More advanced method of spray freeze drying, which combines two types of drying: spray and freeze drying has been reported [33]. Algae preparations are complex and must be handled carefully to remain effective. The relatively short shelf life of liquid microalgae suspensions, as well as the costs of storage and transportation during the cold season, necessitate the removal of water by drying. Although all drying methods have a common goal, they are conceptually different and not always suitable for working with temperature sensitive products. In addition, although most drying methods have been developed for batch processes, some, such as spray freeze drying (SFD), could theoretically be adapted to serve the continuous production of microalgae preparations. SFD is a technique that combines spray drying (which involves spraying a liquid to create finer particles) and freeze drying (which is especially important for drying thermally-sensitive materials) to produce dry powders with controlled size and increased stability [34]. It was found that a smooth temperature transition from the temperature of the protein eutectic (T = 31 °C) to room temperature 22 ± 0.2 °C, followed by a temperature transition to 0 °C is required to preserve the initial composition of the extracted protein complex. Furthermore, the time of cooling to 0 °C should not be shorter than 12 h. In order to avoid losses in the composition of the protein complex, we reduced the intensity of freeze drying (Table 6).
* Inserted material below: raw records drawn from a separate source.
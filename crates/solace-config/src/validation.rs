// SPDX-FileCopyrightText: 2026 Solace Contributors
// SPDX-License-Identifier: MIT OR Apache-2.0

//! Post-deserialization validation for configuration values.

use crate::diagnostic::ConfigError;
use crate::model::SolaceConfig;

const LOG_LEVELS: &[&str] = &["trace", "debug", "info", "warn", "error"];

/// Validate a deserialized configuration, collecting every failure.
pub fn validate_config(config: &SolaceConfig) -> Result<(), Vec<ConfigError>> {
    let mut errors = Vec::new();

    if !LOG_LEVELS.contains(&config.agent.log_level.as_str()) {
        errors.push(ConfigError::validation(format!(
            "agent.log_level `{}` must be one of {}",
            config.agent.log_level,
            LOG_LEVELS.join(", ")
        )));
    }

    if config.agent.timezone.parse::<chrono_tz::Tz>().is_err() {
        errors.push(ConfigError::validation(format!(
            "agent.timezone `{}` is not an IANA timezone",
            config.agent.timezone
        )));
    }

    if config.system.user_id <= 0 {
        errors.push(ConfigError::validation(format!(
            "system.user_id must be positive, got {}",
            config.system.user_id
        )));
    }

    let phone = config.system.phone_number.trim();
    if !phone.is_empty() && !solace_core::phone::is_e164(phone) {
        errors.push(ConfigError::validation(format!(
            "system.phone_number `{phone}` is not an E.164 number"
        )));
    }

    if config.storage.database_path.trim().is_empty() {
        errors.push(ConfigError::validation(
            "storage.database_path must not be empty",
        ));
    }

    if config.gateway.host.trim().is_empty() {
        errors.push(ConfigError::validation("gateway.host must not be empty"));
    }

    if config.queue.name.trim().is_empty() {
        errors.push(ConfigError::validation("queue.name must not be empty"));
    }

    if config.memory.reply_recent == 0 {
        errors.push(ConfigError::validation(
            "memory.reply_recent must be at least 1",
        ));
    }

    if config.nudge.max_concurrency == 0 {
        errors.push(ConfigError::validation(
            "nudge.max_concurrency must be at least 1",
        ));
    }

    if config.nudge.interval_secs == 0 {
        errors.push(ConfigError::validation(
            "nudge.interval_secs must be at least 1",
        ));
    }

    if config.emotion.max_backoff_ms < config.emotion.initial_backoff_ms {
        errors.push(ConfigError::validation(format!(
            "emotion.max_backoff_ms ({}) must not be below emotion.initial_backoff_ms ({})",
            config.emotion.max_backoff_ms, config.emotion.initial_backoff_ms
        )));
    }

    if config.sweep.interval_secs == 0 {
        errors.push(ConfigError::validation(
            "sweep.interval_secs must be at least 1",
        ));
    }

    if errors.is_empty() {
        Ok(())
    } else {
        Err(errors)
    }
}

#[cfg(test)]
mod tests {
    use super::*;

    fn messages(errors: &[ConfigError]) -> Vec<String> {
        errors.iter().map(|e| e.to_string()).collect()
    }

    #[test]
    fn default_config_is_valid() {
        assert!(validate_config(&SolaceConfig::default()).is_ok());
    }

    #[test]
    fn collects_every_failure() {
        let mut config = SolaceConfig::default();
        config.agent.log_level = "loud".into();
        config.agent.timezone = "Mars/Olympus".into();
        config.nudge.max_concurrency = 0;

        let errors = validate_config(&config).unwrap_err();
        assert_eq!(errors.len(), 3, "{:?}", messages(&errors));
    }

    #[test]
    fn rejects_malformed_system_phone() {
        let mut config = SolaceConfig::default();
        config.system.phone_number = "555-0100".into();
        let errors = validate_config(&config).unwrap_err();
        assert!(messages(&errors)[0].contains("system.phone_number"));

        config.system.phone_number = "+1 555 010 0000".into();
        assert!(validate_config(&config).is_ok());
    }

    #[test]
    fn rejects_inverted_backoff_bounds() {
        let mut config = SolaceConfig::default();
        config.emotion.initial_backoff_ms = 5000;
        config.emotion.max_backoff_ms = 1000;
        let errors = validate_config(&config).unwrap_err();
        assert!(messages(&errors)[0].contains("max_backoff_ms"));
    }
}
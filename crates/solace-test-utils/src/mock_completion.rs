// SPDX-FileCopyrightText: 2026 Solace Contributors
// SPDX-License-Identifier: MIT OR Apache-2.0

//! Mock completion provider for deterministic testing.

use std::collections::VecDeque;
use std::sync::Arc;
use std::sync::atomic::{AtomicUsize, Ordering};
use std::time::Duration;

use async_trait::async_trait;
use tokio::sync::Mutex;

use solace_core::types::{AdapterType, HealthStatus, HistoryEntry};
use solace_core::{CompletionProvider, PluginAdapter, SolaceError};

/// Arguments of one `complete` call.
#[derive(Debug, Clone)]
pub struct CompletionCall {
    pub message: String,
    pub prompt: String,
    pub history: Vec<HistoryEntry>,
}

/// A completion provider that returns pre-configured responses.
///
/// Responses are popped from a FIFO queue. When the queue is empty,
/// a default "mock response" text is returned. Every call is recorded.
pub struct MockCompletion {
    responses: Arc<Mutex<VecDeque<String>>>,
    calls: Arc<Mutex<Vec<CompletionCall>>>,
    fail: bool,
    latency: Duration,
    in_flight: Arc<AtomicUsize>,
    peak: Arc<AtomicUsize>,
}

impl MockCompletion {
    /// Create a new mock provider with an empty response queue.
    pub fn new() -> Self {
        Self::with_responses(Vec::new())
    }

    /// Create a mock provider pre-loaded with the given responses.
    pub fn with_responses(responses: Vec<String>) -> Self {
        Self {
            responses: Arc::new(Mutex::new(VecDeque::from(responses))),
            calls: Arc::new(Mutex::new(Vec::new())),
            fail: false,
            latency: Duration::ZERO,
            in_flight: Arc::new(AtomicUsize::new(0)),
            peak: Arc::new(AtomicUsize::new(0)),
        }
    }

    /// Hold every call open for `latency` before answering, so overlapping
    /// calls become observable through [`MockCompletion::peak_concurrency`].
    pub fn with_latency(mut self, latency: Duration) -> Self {
        self.latency = latency;
        self
    }

    /// Most calls that were in progress at the same time.
    pub fn peak_concurrency(&self) -> usize {
        self.peak.load(Ordering::SeqCst)
    }

    /// A provider whose every call fails with a provider error.
    pub fn failing() -> Self {
        Self {
            fail: true,
            ..Self::new()
        }
    }

    /// Add a response to the end of the queue.
    pub async fn add_response(&self, text: impl Into<String>) {
        self.responses.lock().await.push_back(text.into());
    }

    /// Calls received so far, in order.
    pub async fn calls(&self) -> Vec<CompletionCall> {
        self.calls.lock().await.clone()
    }

    async fn next_response(&self) -> String {
        self.responses
            .lock()
            .await
            .pop_front()
            .unwrap_or_else(|| "mock response".to_string())
    }
}

impl Default for MockCompletion {
    fn default() -> Self {
        Self::new()
    }
}

#[async_trait]
impl PluginAdapter for MockCompletion {
    fn name(&self) -> &str {
        "mock-completion"
    }

    fn version(&self) -> semver::Version {
        semver::Version::new(0, 1, 0)
    }

    fn adapter_type(&self) -> AdapterType {
        AdapterType::Completion
    }

    async fn health_check(&self) -> Result<HealthStatus, SolaceError> {
        Ok(HealthStatus::Healthy)
    }

    async fn shutdown(&self) -> Result<(), SolaceError> {
        Ok(())
    }
}

#[async_trait]
impl CompletionProvider for MockCompletion {
    async fn complete(
        &self,
        message: &str,
        prompt: &str,
        history: &[HistoryEntry],
    ) -> Result<String, SolaceError> {
        self.calls.lock().await.push(CompletionCall {
            message: message.to_string(),
            prompt: prompt.to_string(),
            history: history.to_vec(),
        });

        let now = self.in_flight.fetch_add(1, Ordering::SeqCst) + 1;
        self.peak.fetch_max(now, Ordering::SeqCst);
        if !self.latency.is_zero() {
            tokio::time::sleep(self.latency).await;
        }
        self.in_flight.fetch_sub(1, Ordering::SeqCst);

        if self.fail {
            return Err(SolaceError::Provider {
                message: "mock completion failure".into(),
                source: None,
            });
        }
        Ok(self.next_response().await)
    }
}

#[cfg(test)]
mod tests {
    use super::*;

    #[tokio::test]
    async fn default_response_when_queue_empty() {
        let provider = MockCompletion::new();
        let text = provider.complete("hi", "prompt", &[]).await.unwrap();
        assert_eq!(text, "mock response");
    }

    #[tokio::test]
    async fn queued_responses_returned_in_order() {
        let provider = MockCompletion::with_responses(vec!["first".into(), "second".into()]);
        assert_eq!(provider.complete("a", "p", &[]).await.unwrap(), "first");
        assert_eq!(provider.complete("b", "p", &[]).await.unwrap(), "second");
        assert_eq!(provider.complete("c", "p", &[]).await.unwrap(), "mock response");
    }

    #[tokio::test]
    async fn overlapping_calls_raise_peak() {
        let provider = MockCompletion::new().with_latency(Duration::from_millis(20));
        let (a, b) = tokio::join!(
            provider.complete("a", "p", &[]),
            provider.complete("b", "p", &[])
        );
        assert!(a.is_ok() && b.is_ok());
        assert_eq!(provider.peak_concurrency(), 2);

        provider.complete("c", "p", &[]).await.unwrap();
        assert_eq!(provider.peak_concurrency(), 2);
    }

    #[tokio::test]
    async fn records_calls_even_when_failing() {
        let provider = MockCompletion::failing();
        assert!(provider.complete("hello", "p", &[]).await.is_err());
        let calls = provider.calls().await;
        assert_eq!(calls.len(), 1);
        assert_eq!(calls[0].message, "hello");
    }
}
In the first step of drying, the vacuum in the chamber was lowered to 30-35 Pa until the temperature reached the eutectic threshold. The vacuum was gradually increased after that (Table 6).

Microalgae are currently being seriously considered as a raw material for the production of biofuels. Since microalgae in the oceans account for more than 45 percent of global CO2 fixation [26], they are excellent candidates for the production of carbon-neutral biofuels. Active research is being conducted to increase the calorific value of cultivated microalgae. Due to an increase in the overall amount of neutral lipids up to 63%, certain species of Chlorella now have a calorific value of 29 kJ/g [29]. Finding conditions that increase the content of neutral lipids in microalgae is thus a major objective not just for introducing microalgae to functional foods, but also for creating fuels of the future.

5. Conclusions

The following microalgae have been isolated from natural sources (soil, water, sand) as a result of research: Chlorella vulgaris Beijer (1), Chlorella vulgaris Beijer (2), Chlorella vulgaris Beijer (3), Arthrospira platensis Gomont, Arthrospira platensis (Nordst.) Geitl. and Dunaliella salina Teod. The influence of different extraction methods on the proteins was studied. It was found that an ultrasound amplitude of 68.4 µm applied to rehydrated microalgae in an alkaline solution allowed obtaining a protein of more than 57%. The mineral residues, carbohydrates, proteins, and lipids contents was determined. The highest carbohydrate yield, 27%, was obtained from the dry biomass of Chlorella vulgaris. The effect of supplementation of nutrient medium by carbohydrates on the accumulation of lipids by mixotrophic metabolism was established. The lipid fraction included neutral lipids, triacylglycerides, fatty acids, polar lipids, unsaponifiable substances, and chlorophyllides. The composition of fatty acids included myristic, palmitic, oleic, stearic and linoleic acids. Therefore, establishing the effect of nutrient medium carbohydrates on lipid accumulation, studying the composition of lipids and fatty acids in microalgae is a promising direction for conducting diverse scientific research in the field of physiology, biochemistry, biophysics, genetics, space biology, etc. The study of the composition of microalgae is used to increase the productivity of water bodies and soil fertility, obtain biologically active substances, various food and feed additives, as indicator organisms in studying the current state of soils and water bodies [35].